_WHAT THE TASK REQUIRES_: Look through the records below and collect all lines that hold the string "kind".
[PROVIDED DATA — start]
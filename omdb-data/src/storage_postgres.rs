use async_trait::async_trait;
use chrono::{DateTime, Duration, Utc};
use sqlx::{PgPool, Row, postgres::PgPoolOptions, types::Json};
use tracing::{debug, info};

use crate::{
    error::{DataError, Result},
    models::{Movie, MovieInfo, Search, imdb_key, query_key},
    storage::{DEFAULT_EXPIRATION_HOURS, LocalDataSource},
};

const SCHEMA: [&str; 3] = [
    r#"
    CREATE TABLE IF NOT EXISTS omdb_searches (
        query_key   TEXT PRIMARY KEY,
        query       TEXT NOT NULL,
        searched_at TIMESTAMPTZ NOT NULL
    )
    "#,
    r#"
    CREATE TABLE IF NOT EXISTS omdb_movies (
        query_key TEXT NOT NULL,
        position  INTEGER NOT NULL,
        imdb_id   TEXT NOT NULL,
        title     TEXT NOT NULL,
        year      TEXT NOT NULL,
        kind      TEXT NOT NULL,
        poster    TEXT NOT NULL,
        PRIMARY KEY (query_key, position)
    )
    "#,
    r#"
    CREATE TABLE IF NOT EXISTS omdb_movie_info (
        imdb_id  TEXT PRIMARY KEY,
        data     JSONB NOT NULL,
        saved_at TIMESTAMPTZ NOT NULL
    )
    "#,
];

/// PostgreSQL implementation of LocalDataSource
pub struct PostgresLocalDataSource {
    pool: PgPool,
    expiration: Duration,
}

impl PostgresLocalDataSource {
    /// Connect to `database_url` and make sure the cache tables exist
    pub async fn connect(database_url: &str) -> Result<Self> {
        let pool = PgPoolOptions::new()
            .max_connections(5)
            .connect(database_url)
            .await?;

        let source = Self::from_pool(pool);
        source.migrate().await?;
        Ok(source)
    }

    pub fn from_pool(pool: PgPool) -> Self {
        Self {
            pool,
            expiration: Duration::hours(DEFAULT_EXPIRATION_HOURS),
        }
    }

    pub fn with_expiration(mut self, expiration: Duration) -> Self {
        self.expiration = expiration;
        self
    }

    async fn migrate(&self) -> Result<()> {
        for statement in SCHEMA {
            sqlx::query(statement).execute(&self.pool).await?;
        }
        info!("Movie cache schema ready");
        Ok(())
    }
}

fn search_from_row(row: &sqlx::postgres::PgRow) -> Result<Search> {
    let query: String = row.try_get("query")?;
    let searched_at: DateTime<Utc> = row.try_get("searched_at")?;
    Ok(Search::new(query, searched_at))
}

#[async_trait]
impl LocalDataSource for PostgresLocalDataSource {
    async fn get_movies(&self, query: &str) -> Result<Vec<Movie>> {
        let key = query_key(query);

        let searched_at: Option<DateTime<Utc>> =
            sqlx::query_scalar("SELECT searched_at FROM omdb_searches WHERE query_key = $1")
                .bind(&key)
                .fetch_optional(&self.pool)
                .await?;

        match searched_at {
            Some(at) if Utc::now() - at < self.expiration => {}
            Some(_) => {
                debug!("Cached movies for '{}' expired", key);
                return Ok(Vec::new());
            }
            None => return Ok(Vec::new()),
        }

        let rows = sqlx::query(
            "SELECT imdb_id, title, year, kind, poster FROM omdb_movies \
             WHERE query_key = $1 ORDER BY position",
        )
        .bind(&key)
        .fetch_all(&self.pool)
        .await?;

        rows.iter()
            .map(|row| -> Result<Movie> {
                Ok(Movie {
                    imdb_id: row.try_get("imdb_id")?,
                    title: row.try_get("title")?,
                    year: row.try_get("year")?,
                    kind: row.try_get("kind")?,
                    poster: row.try_get("poster")?,
                })
            })
            .collect()
    }

    async fn save_movies(&self, query: &str, movies: Vec<Movie>) -> Result<()> {
        let key = query_key(query);
        let mut tx = self.pool.begin().await?;

        // Upserting the search row first locks the key, so concurrent writers
        // for the same query run one after the other.
        sqlx::query(
            "INSERT INTO omdb_searches (query_key, query, searched_at) VALUES ($1, $2, $3) \
             ON CONFLICT (query_key) DO UPDATE SET query = EXCLUDED.query, searched_at = EXCLUDED.searched_at",
        )
        .bind(&key)
        .bind(query.trim())
        .bind(Utc::now())
        .execute(&mut *tx)
        .await?;

        sqlx::query("DELETE FROM omdb_movies WHERE query_key = $1")
            .bind(&key)
            .execute(&mut *tx)
            .await?;

        for (position, movie) in movies.iter().enumerate() {
            let position = i32::try_from(position)
                .map_err(|_| DataError::Storage("too many movies for one query".to_string()))?;
            sqlx::query(
                "INSERT INTO omdb_movies (query_key, position, imdb_id, title, year, kind, poster) \
                 VALUES ($1, $2, $3, $4, $5, $6, $7)",
            )
            .bind(&key)
            .bind(position)
            .bind(&movie.imdb_id)
            .bind(&movie.title)
            .bind(&movie.year)
            .bind(&movie.kind)
            .bind(&movie.poster)
            .execute(&mut *tx)
            .await?;
        }

        tx.commit().await?;
        debug!("Saved {} movies for '{}'", movies.len(), key);
        Ok(())
    }

    async fn get_movie_info(&self, imdb_id: &str) -> Result<MovieInfo> {
        let data: Option<Json<MovieInfo>> =
            sqlx::query_scalar("SELECT data FROM omdb_movie_info WHERE imdb_id = $1")
                .bind(imdb_key(imdb_id))
                .fetch_optional(&self.pool)
                .await?;

        Ok(data.map(|json| json.0).unwrap_or_default())
    }

    async fn save_movie_info(&self, info: MovieInfo) -> Result<()> {
        if !info.is_present() {
            return Err(DataError::Storage(
                "cannot save movie info without an IMDb id".to_string(),
            ));
        }

        sqlx::query(
            "INSERT INTO omdb_movie_info (imdb_id, data, saved_at) VALUES ($1, $2, $3) \
             ON CONFLICT (imdb_id) DO UPDATE SET data = EXCLUDED.data, saved_at = EXCLUDED.saved_at",
        )
        .bind(imdb_key(&info.imdb_id))
        .bind(Json(&info))
        .bind(Utc::now())
        .execute(&self.pool)
        .await?;

        Ok(())
    }

    async fn get_last_search(&self) -> Result<Search> {
        let row = sqlx::query(
            "SELECT query, searched_at FROM omdb_searches ORDER BY searched_at DESC LIMIT 1",
        )
        .fetch_optional(&self.pool)
        .await?;

        match row {
            Some(row) => search_from_row(&row),
            None => Ok(Search::default()),
        }
    }

    async fn get_all_searches(&self) -> Result<Vec<Search>> {
        let rows =
            sqlx::query("SELECT query, searched_at FROM omdb_searches ORDER BY searched_at DESC")
                .fetch_all(&self.pool)
                .await?;

        rows.iter().map(search_from_row).collect()
    }
}

#[cfg(test)]
mod tests {
    use super::*;

    /// Runs only when DATABASE_URL points at a Postgres instance.
    async fn source() -> Option<PostgresLocalDataSource> {
        let database_url = std::env::var("DATABASE_URL").ok()?;
        Some(PostgresLocalDataSource::connect(&database_url).await.unwrap())
    }

    fn unique(name: &str) -> String {
        format!(
            "{}-{}",
            name,
            Utc::now().timestamp_nanos_opt().unwrap_or_default()
        )
    }

    #[tokio::test]
    async fn test_movies_keep_position_order_under_normalized_key() {
        let Some(local) = source().await else { return };
        let query = unique("Batman");
        let movies = vec![
            Movie::new("tt0372784", "Batman Begins"),
            Movie::new("tt0468569", "The Dark Knight"),
            Movie::new("tt1345836", "The Dark Knight Rises"),
        ];

        local
            .save_movies(&format!("  {} ", query.to_uppercase()), movies.clone())
            .await
            .unwrap();

        assert_eq!(local.get_movies(&query).await.unwrap(), movies);
        assert!(local.get_movies(&unique("superman")).await.unwrap().is_empty());
    }

    #[tokio::test]
    async fn test_resave_overwrites_previous_list() {
        let Some(local) = source().await else { return };
        let query = unique("alien");

        local
            .save_movies(
                &query,
                vec![Movie::new("tt0078748", "Alien"), Movie::new("tt0090605", "Aliens")],
            )
            .await
            .unwrap();
        local
            .save_movies(&query, vec![Movie::new("tt0103644", "Alien 3")])
            .await
            .unwrap();

        let movies = local.get_movies(&query).await.unwrap();
        assert_eq!(movies, vec![Movie::new("tt0103644", "Alien 3")]);
    }

    #[tokio::test]
    async fn test_expired_movies_read_as_empty() {
        let Some(local) = source().await else { return };
        let local = local.with_expiration(Duration::zero());
        let query = unique("heat");

        local
            .save_movies(&query, vec![Movie::new("tt0113277", "Heat")])
            .await
            .unwrap();

        assert!(local.get_movies(&query).await.unwrap().is_empty());
    }

    #[tokio::test]
    async fn test_search_history_is_newest_first_without_duplicates() {
        let Some(local) = source().await else { return };
        let first = unique("batman");
        let second = unique("inception");

        local.save_movies(&first, Vec::new()).await.unwrap();
        local.save_movies(&second, Vec::new()).await.unwrap();
        local
            .save_movies(&first.to_uppercase(), Vec::new())
            .await
            .unwrap();

        let queries: Vec<_> = local
            .get_all_searches()
            .await
            .unwrap()
            .into_iter()
            .filter_map(|search| search.query)
            .filter(|query| query_key(query) == first || query_key(query) == second)
            .collect();
        assert_eq!(queries, vec![first.to_uppercase(), second]);

        let last = local.get_last_search().await.unwrap();
        assert!(last.searched_at.is_some());
    }

    #[tokio::test]
    async fn test_movie_info_round_trips_through_jsonb() {
        let Some(local) = source().await else { return };
        let imdb_id = unique("tt");
        assert!(!local.get_movie_info(&imdb_id).await.unwrap().is_present());

        let mut info = MovieInfo::new(imdb_id.clone(), "The Shawshank Redemption");
        info.plot = "Two imprisoned men bond over a number of years.".to_string();
        info.imdb_rating = "9.3".to_string();
        local.save_movie_info(info.clone()).await.unwrap();

        assert_eq!(local.get_movie_info(&imdb_id).await.unwrap(), info);
        assert_eq!(
            local
                .get_movie_info(&format!(" {} ", imdb_id.to_uppercase()))
                .await
                .unwrap(),
            info
        );
    }

    #[tokio::test]
    async fn test_saving_movie_info_without_id_fails() {
        let Some(local) = source().await else { return };
        let err = local.save_movie_info(MovieInfo::default()).await.unwrap_err();
        assert!(err.is_storage());
    }

    #[tokio::test]
    async fn test_concurrent_saves_for_new_query_both_succeed() {
        let Some(local) = source().await else { return };
        let query = unique("dune");
        let movies = vec![
            Movie::new("tt1160419", "Dune"),
            Movie::new("tt15239678", "Dune: Part Two"),
        ];

        let (first, second) = tokio::join!(
            local.save_movies(&query, movies.clone()),
            local.save_movies(&query, movies.clone()),
        );

        first.unwrap();
        second.unwrap();
        assert_eq!(local.get_movies(&query).await.unwrap(), movies);
    }
}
[PROVIDED DATA — finish]
_ANSWER TO THE EXERCISE_:
        kind      TEXT NOT NULL,
            "SELECT imdb_id, title, year, kind, poster FROM omdb_movies \
                    kind: row.try_get("kind")?,
                "INSERT INTO omdb_movies (query_key, position, imdb_id, title, year, kind, poster) \
            .bind(&movie.kind)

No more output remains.